This depends on what you guys do for a living or what your daily lives are like, but I have to say that spending your weekends together is not really "clingy" in my book for a relationship of a year.

I would possibly cry, and definitely be upset, if my serious S.O. of more than a year told me he couldn't take the time to see me two days out of the week.

When my last boyfriend started making noises about how we were seeing too much of each other, and "seeing two much of each other" was hanging out on both days of most weekends, that was a pretty big warning sign that things were not going well in my relationship. Which might contribute to why your girlfriend seems so insecure. She probably understands that this means you're not really interested in her.

If you really can't find a couple of days in your week to spend with her, she's probably right.
posted by Sara C. at 11:10 AM on January 24, 2011 [7 favorites]


When I started feeling insecure, needy and that I wasn't getting enough attention from my boyfriend, I figured out it was because I needed more affection from him. Yeah we were having plenty of sex, but I wasn't getting much in the way of hugs, kisses and holding hands otherwise. Last week I asked him to be more affectionate with me, and since then things have noticeably improved in terms of levels of affection and my sense of well-being in this relationship.

Perhaps reflect on whether you've been a good boyfriend in trying to make her feel special and adored, which gives a sense of security.
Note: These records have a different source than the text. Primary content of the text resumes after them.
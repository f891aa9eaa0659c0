//! Reference data: tracked fund accounts, counterparties, and the project table.

use crate::domain::{Address, ProjectId};
use std::collections::{BTreeMap, HashMap};

/// A fund account the sync follows, keyed by its configured name.
#[derive(Debug, Clone, PartialEq, Eq)]
pub struct FundAccount {
    pub key: String,
    pub address: Address,
}

/// Project reference entry. Only active entries are kept in a [`ProjectTable`].
#[derive(Debug, Clone, PartialEq, Eq)]
pub struct ProjectRecord {
    pub project_id: ProjectId,
    pub clickup_task_id: Option<String>,
    pub account: Option<Address>,
    pub issuer: Option<Address>,
    pub token_symbol: Option<String>,
}

/// Active projects by id.
#[derive(Debug, Clone, Default, PartialEq, Eq)]
pub struct ProjectTable {
    projects: BTreeMap<ProjectId, ProjectRecord>,
}

impl ProjectTable {
    pub fn new() -> Self {
        Self::default()
    }

    /// Add a record; a later record with the same id replaces the earlier one.
    pub fn insert(&mut self, record: ProjectRecord) {
        self.projects.insert(record.project_id.clone(), record);
    }

    /// Records in project id order.
    pub fn iter(&self) -> impl Iterator<Item = &ProjectRecord> {
        self.projects.values()
    }

    pub fn len(&self) -> usize {
        self.projects.len()
    }

    pub fn is_empty(&self) -> bool {
        self.projects.is_empty()
    }
}

impl FromIterator<ProjectRecord> for ProjectTable {
    fn from_iter<T: IntoIterator<Item = ProjectRecord>>(iter: T) -> Self {
        let mut table = ProjectTable::new();
        for record in iter {
            table.insert(record);
        }
        table
    }
}

/// A known counterparty (resident) with every address it operates.
#[derive(Debug, Clone, PartialEq, Eq)]
pub struct TrackedCounterparty {
    pub label: String,
    pub accounts: Vec<Address>,
    pub issuers: Vec<Address>,
}

impl TrackedCounterparty {
    /// Parse a comma/semicolon separated address list, keeping account keys only.
    pub fn parse_addresses(raw: &str) -> Vec<Address> {
        raw.split([',', ';'])
            .map(Address::new)
            .filter(|a| a.is_account_key())
            .collect()
    }
}

/// Membership lookups over funds and residents.
#[derive(Debug, Clone, Default)]
pub struct Directory {
    funds: Vec<FundAccount>,
    residents: HashMap<Address, String>,
    account_labels: HashMap<Address, String>,
}

impl Directory {
    pub fn new(
        funds: Vec<FundAccount>,
        counterparties: &[TrackedCounterparty],
        account_labels: HashMap<Address, String>,
    ) -> Self {
        let mut residents = HashMap::new();
        for cp in counterparties {
            if cp.label.trim().is_empty() {
                continue;
            }
            for addr in cp.accounts.iter().chain(cp.issuers.iter()) {
                residents.insert(addr.clone(), cp.label.trim().to_string());
            }
        }
        Self {
            funds,
            residents,
            account_labels,
        }
    }

    pub fn funds(&self) -> &[FundAccount] {
        &self.funds
    }

    pub fn is_fund(&self, addr: &Address) -> bool {
        self.funds.iter().any(|f| &f.address == addr)
    }

    pub fn is_resident(&self, addr: &Address) -> bool {
        self.residents.contains_key(addr)
    }

    pub fn resident_count(&self) -> usize {
        self.residents.len()
    }

    /// Display label: explicit account label, then fund key, then resident label.
    pub fn label(&self, addr: &Address) -> String {
        if let Some(label) = self.account_labels.get(addr) {
            return label.clone();
        }
        if let Some(fund) = self.funds.iter().find(|f| &f.address == addr) {
            return fund.key.clone();
        }
        self.residents.get(addr).cloned().unwrap_or_default()
    }
}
Talk to her and see if you've been giving her any reason to feel like she's being neglected, aside from your request for a night apart. Here's a quiz i found in Scientific American Mind last month for identifying attachment styles in relationships.

Your need for a night alone would also suggest to me that you're somewhat introverted, and it would do you well to give her some information on how introverts work, then she will better understand "it's how your brain works" instead of "you're trying to avoid her". Here's a decent article to start.
posted by lizbunny at 11:25 AM on January 24, 2011 [3 favorites]


"is asking for space cause for her curling up in a ball on the floor and crying?"

No.
posted by CunningLinguist at 11:27 AM on January 24, 2011 [2 favorites]


Ok, first things first, you're not an asshole. The space you want is not only reasonable, but would probably turn out to be something your girlfriends needed, too, without realizing it. It's just a matter of negotiating it in a way that doesn't feel threatening or like a rejection to her. Now, you've gotten a lot of feedback calling her behavior "emotional blackmail" and "manipulative," and sure, in a way, it's both. There's no point in being vindictive about it, though, as it's certainly not intentional, and is just as unpleasant for you as it is for her. What's more, even though it might feel like she's "winning" because you don't get the space your asking for, I'm sure it doesn't feel that way for her, as she can no doubt sense your growing ambivalence. So step 1 is to try and get out of the zero-sum mindset wherein you're trying to take back something -- i.e. some of your time -- from her, and instead, keep in mind that you're trying to work cooperatively with her for a more mutually enjoyable relationship.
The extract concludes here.